3. ## Re: Approximate the area under the curve using n rectangles and the evaluation rules

1.) We are given $f(x)=x^2+1$ on the interval [0,1] with $n=16$.

$\Delta x=\frac{1-0}{16}=\frac{1}{16}$

$x_k=x_0+k\Delta x=k\Delta x$

a) left end-points:

$A\approx\left(\sum_{k=0}^{15}f(x_k) \right)\cdot\Delta x=\frac{1}{16}\sum_{k=0}^{15}\left(x_k^2+1 \right)=\frac{1}{16}\left((\Delta x)^2\sum_{k=0}^{15}k^2+\sum_{k=0}^{15}(1) \right)=$

$\frac{1}{16}\left(\frac{1}{256}\cdot\frac{15(15+1) (2\cdot15+1)}{6}+16 \right)=\frac{1}{16}\left(\frac{1}{256}\cdot\frac{ 15\cdot16\cdot31}{6}+16 \right)=$

$\frac{1}{16}\left(\frac{1}{16}\cdot\frac{5\cdot31} {2}+16 \right)=\frac{1}{16}\left(\frac{155}{32}+16 \right)=\frac{1}{16}\cdot\frac{667}{32}=\frac{667} {512}=1.302734375$

Since the function is increasing on the interval, we should expect the left-point approximation to be less than the true value of 4/3. Your book gives a value greater than this, and I notice a problem with the formula used, specifically with the value of $x_k$.

b) midpoints:

$A\approx\left(\sum_{k=0}^{15}f\left(\frac{x_k+x_{k +1}}{2} \right) \right)\cdot\Delta x=\frac{1}{16}\sum_{k=0}^{15}\left(\left(\frac{x_k +x_{k+1}}{2} \right)^2+1 \right)=$

$\frac{1}{16}\sum_{k=0}^{15}\left(\left(\frac{k \Delta x+(k+1)\Delta x}{2} \right)^2+1 \right)=\frac{1}{16}\sum_{k=0}^{15}\left(\left( \frac{ \Delta x}{2} \right)^2(2k+1)^2+1 \right)=$

$\frac{1}{16}\left(\left( \frac{ \Delta x}{2} \right)^2\sum_{k=0}^{15}(4k^2+4k+1)+\sum_{k=0}^{15 }(1) \right) \right)=\frac{1}{16}\left(\frac{1}{1024}\left(4 \sum_{k=0}^{15}(k^2)+4\sum_{k=0}^{15}(k)+\sum_{k=0 }^{15}(1) \right)+16 \right) \right)=$

$\frac{1}{16}\left(\frac{1}{1024}\left(4\cdot\frac{ 15\cdot16\cdot31}{6}+4\cdot\frac{15\cdot16}{2}+16 \right)+16 \right) \right)=\frac{1}{16}\left(\frac{5456}{1024}+16 \right)=$

$\frac{1}{16}\cdot\frac{1365}{64}=\frac{1365}{1024} = 1.3330078125$

c) right end-points:

$A\approx\left(\sum_{k=1}^{16}f(x_k) \right)\cdot\Delta x=\frac{1}{16}\sum_{k=1}^{16}\left(x_k^2+1 \right)=\frac{1}{16}\left((\Delta x)^2\sum_{k=1}^{16}k^2+\sum_{k=1}^{16}(1) \right)=$

$\frac{1}{16}\left(\frac{1}{256}\cdot\frac{16(16+1) (2\cdot16+1)}{6}+16 \right)=\frac{1}{16}\left(\frac{1}{256}\cdot\frac{ 16\cdot17\cdot33}{6}+16 \right)=$

$\frac{1}{16}\left(\frac{1}{16}\cdot\frac{17\cdot11 }{2}+16 \right)=\frac{1}{16}\left(\frac{187}{32}+16 \right)=\frac{1}{16}\cdot\frac{699}{32}=\frac{699} {512}=1.365234375$

Okay, now I see that what you have as part a) in your first post is part c). If you have any questions about anything I posted here, please don't hesitate to ask.

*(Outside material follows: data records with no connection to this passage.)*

//! Cash return submission and review

use bigdecimal::BigDecimal;
use std::sync::Arc;
use tracing::info;

use crate::config::LedgerConfig;
use crate::ledger::advance::{ensure_accepts_submissions, load_submission_advance};
use crate::ledger::settlement::{with_conflict_retry, ApprovalOutcome};
use crate::traits::*;
use crate::types::*;
use crate::utils::validation::{require_admin, validate_note};

/// Parameters for handing back unused advance cash
#[derive(Debug, Clone)]
pub struct SubmitReturnParams {
    pub advance_id: String,
    pub amount: BigDecimal,
    pub note: String,
}

/// Return manager for handling cash returns and their review
pub struct ReturnManager<S: LedgerStorage> {
    storage: S,
    validator: Arc<dyn SubmissionValidator>,
    max_conflict_retries: u32,
}

impl<S: LedgerStorage> ReturnManager<S> {
    /// Create a new return manager
    pub fn new(storage: S) -> Self {
        Self::with_validator(
            storage,
            Arc::new(DefaultSubmissionValidator::default()),
            LedgerConfig::default().max_conflict_retries,
        )
    }

    /// Create a new return manager with a custom validator
    pub fn with_validator(
        storage: S,
        validator: Arc<dyn SubmissionValidator>,
        max_conflict_retries: u32,
    ) -> Self {
        Self {
            storage,
            validator,
            max_conflict_retries,
        }
    }

    /// Submit a cash return against an active advance
    pub async fn submit_return(
        &self,
        params: SubmitReturnParams,
        submitted_by: &User,
    ) -> LedgerResult<CashReturn> {
        let advance =
            load_submission_advance(&self.storage, &params.advance_id, submitted_by).await?;

        let cash_return = CashReturn {
            id: String::new(),
            advance_id: advance.id.clone(),
            staff_id: advance.staff_id.clone(),
            staff_name: advance.staff_name.clone(),
            amount: params.amount,
            note: params.note,
            date: chrono::Utc::now().naive_utc(),
            status: ReviewStatus::Pending,
            reviewed_by: None,
            reviewed_at: None,
            rejection_note: None,
            version: 0,
        };

        self.validator.validate_return(&cash_return, &advance)?;
        ensure_accepts_submissions(&advance)?;

        let cash_return = self.storage.create_return(cash_return).await?;
        info!(
            return_id = %cash_return.id,
            advance_id = %cash_return.advance_id,
            amount = %cash_return.amount,
            "return submitted"
        );
        Ok(cash_return)
    }

    /// Approve a pending return and fold it into its advance
    pub async fn approve_return(
        &self,
        return_id: &str,
        reviewer: &User,
    ) -> LedgerResult<ApprovalOutcome> {
        require_admin(reviewer, "approve returns")?;

        let outcome = with_conflict_retry("approve_return", self.max_conflict_retries, move || {
            self.try_approve_return(return_id, reviewer)
        })
        .await?;

        info!(
            return_id,
            advance_id = %outcome.advance.id,
            balance_to_settle = %outcome.advance.balance_to_settle,
            settled = outcome.settled,
            "return approved"
        );
        Ok(outcome)
    }

    async fn try_approve_return(
        &self,
        return_id: &str,
        reviewer: &User,
    ) -> LedgerResult<ApprovalOutcome> {
        let mut cash_return = self.get_return_required(return_id).await?;
        let now = chrono::Utc::now().naive_utc();
        cash_return.approve(&reviewer.id, now)?;

        let mut advance = self
            .storage
            .get_advance(&cash_return.advance_id)
            .await?
            .ok_or_else(|| LedgerError::AdvanceNotFound(cash_return.advance_id.clone()))?;
        let settled = advance.apply_return(&cash_return.amount, &reviewer.id, now);

        let unit = UnitOfWork::new()
            .update_return(cash_return)
            .update_advance(advance.clone());
        self.storage.run_atomic(unit).await?;

        advance.version += 1;
        Ok(ApprovalOutcome { advance, settled })
    }

    /// Reject a pending return. The advance is not touched.
    pub async fn reject_return(
        &self,
        return_id: &str,
        reviewer: &User,
        note: &str,
    ) -> LedgerResult<CashReturn> {
        require_admin(reviewer, "reject returns")?;
        validate_note(note, "Rejection note")?;

        let cash_return = with_conflict_retry(
            "reject_return",
            self.max_conflict_retries,
            move || async move {
                let mut cash_return = self.get_return_required(return_id).await?;
                cash_return.reject(&reviewer.id, note, chrono::Utc::now().naive_utc())?;
                self.storage
                    .run_atomic(UnitOfWork::new().update_return(cash_return.clone()))
                    .await?;
                cash_return.version += 1;
                Ok::<_, LedgerError>(cash_return)
            },
        )
        .await?;

        info!(return_id, advance_id = %cash_return.advance_id, "return rejected");
        Ok(cash_return)
    }

    /// Get a return by ID
    pub async fn get_return(&self, return_id: &str) -> LedgerResult<Option<CashReturn>> {
        self.storage.get_return(return_id).await
    }

    /// Get a return by ID, returning an error if not found
    pub async fn get_return_required(&self, return_id: &str) -> LedgerResult<CashReturn> {
        self.storage
            .get_return(return_id)
            .await?
            .ok_or_else(|| LedgerError::ReturnNotFound(return_id.to_string()))
    }

    /// List all returns
    pub async fn list_returns(&self) -> LedgerResult<Vec<CashReturn>> {
        self.storage.list_returns().await
    }

    /// List the returns made against one advance
    pub async fn list_advance_returns(&self, advance_id: &str) -> LedgerResult<Vec<CashReturn>> {
        let returns = self.storage.list_returns().await?;
        Ok(returns
            .into_iter()
            .filter(|cash_return| cash_return.advance_id == advance_id)
            .collect())
    }

    /// Returns awaiting review, oldest first
    pub async fn pending_returns(&self) -> LedgerResult<Vec<CashReturn>> {
        let mut pending: Vec<CashReturn> = self
            .storage
            .list_returns()
            .await?
            .into_iter()
            .filter(CashReturn::is_pending)
            .collect();
        pending.sort_by(|a, b| a.date.cmp(&b.date));
        Ok(pending)
    }
}
//! Settlement helpers shared by expense and return approvals

use serde::{Deserialize, Serialize};
use std::future::Future;
use tracing::warn;

use crate::types::*;

/// Result of a committed approval
#[derive(Debug, Clone, PartialEq, Serialize, Deserialize)]
pub struct ApprovalOutcome {
    /// The advance as committed, including its new balance
    pub advance: Advance,
    /// Whether this approval moved the advance into `Settled`
    pub settled: bool,
}

/// Run `attempt` until it succeeds, fails for a non-conflict reason, or has
/// been retried `max_retries` times.
///
/// Each attempt must re-read its inputs so the delta is reapplied on top of
/// the latest committed state.
pub(crate) async fn with_conflict_retry<T, F, Fut>(
    operation: &str,
    max_retries: u32,
    mut attempt: F,
) -> LedgerResult<T>
where
    F: FnMut() -> Fut,
    Fut: Future<Output = LedgerResult<T>>,
{
    let mut retries = 0;
    loop {
        match attempt().await {
            Err(err) if err.is_retryable() && retries < max_retries => {
                retries += 1;
                warn!(operation, attempt = retries, error = %err, "retrying after concurrency conflict");
            }
            Err(err) if err.is_retryable() => {
                warn!(operation, retries, error = %err, "concurrency conflict retries exhausted");
                return Err(err);
            }
            other => return other,
        }
    }
}
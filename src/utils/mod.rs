//! In-memory storage backend and the validation and authorization helpers
//! shared by the managers

pub mod memory_storage;
pub mod validation;

pub use memory_storage::MemoryStorage;
pub use validation::*;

4. ## Re: Approximate the area under the curve using n rectangles and the evaluation rules

ah, yes my apologies about the initial mix up.....Thank you for showing all the calculations, I think that I keep forgetting to apply the rules for n(n+1)/2 for values of i and the rule for values of i^2 being n(n+1)(2n+1)/6.....with that in mind I think I may have to go back and do the other problems over again (which I posted in the picture file I attached above)

5. ## Re: Approximate the area under the curve using n rectangles and the evaluation rules

I am redoing a, b and c, for the other problem i posted here, I will post back here with each part when I finish to allow you to critique my work, if you do not mind!

6. ## Re: Approximate the area under the curve using n rectangles and the evaluation rules

Okay so I finished part a of the other problem, using (I hope) the correct rules this time. If you do not mind, please take a look and let me know if I made any mistakes. Thanks in advance

NOTE: I gott get some rest, but will take a look here tomorrow, and try to do b and c for the other problem and post my answers, thanks!!

Looks good!

8. ## Re: Approximate the area under the curve using n rectangles and the evaluation rules

okay, I just finished part B (midpoints) and am attaching a pic of the work I did. Once again, if you do not mind, give it a look and let me know if I have made any mistakes. Thanks!!

9. ## Re: Approximate the area under the curve using n rectangles and the evaluation rules

and now I am done with Part C, please let me know if I have made any mistakes, As Always....THANK YOU!!!!

10. ## Re: Approximate the area under the curve using n rectangles and the evaluation rules

Both results look good, the only quibble I have is in part c); your lower index of summation should be 1, not 2.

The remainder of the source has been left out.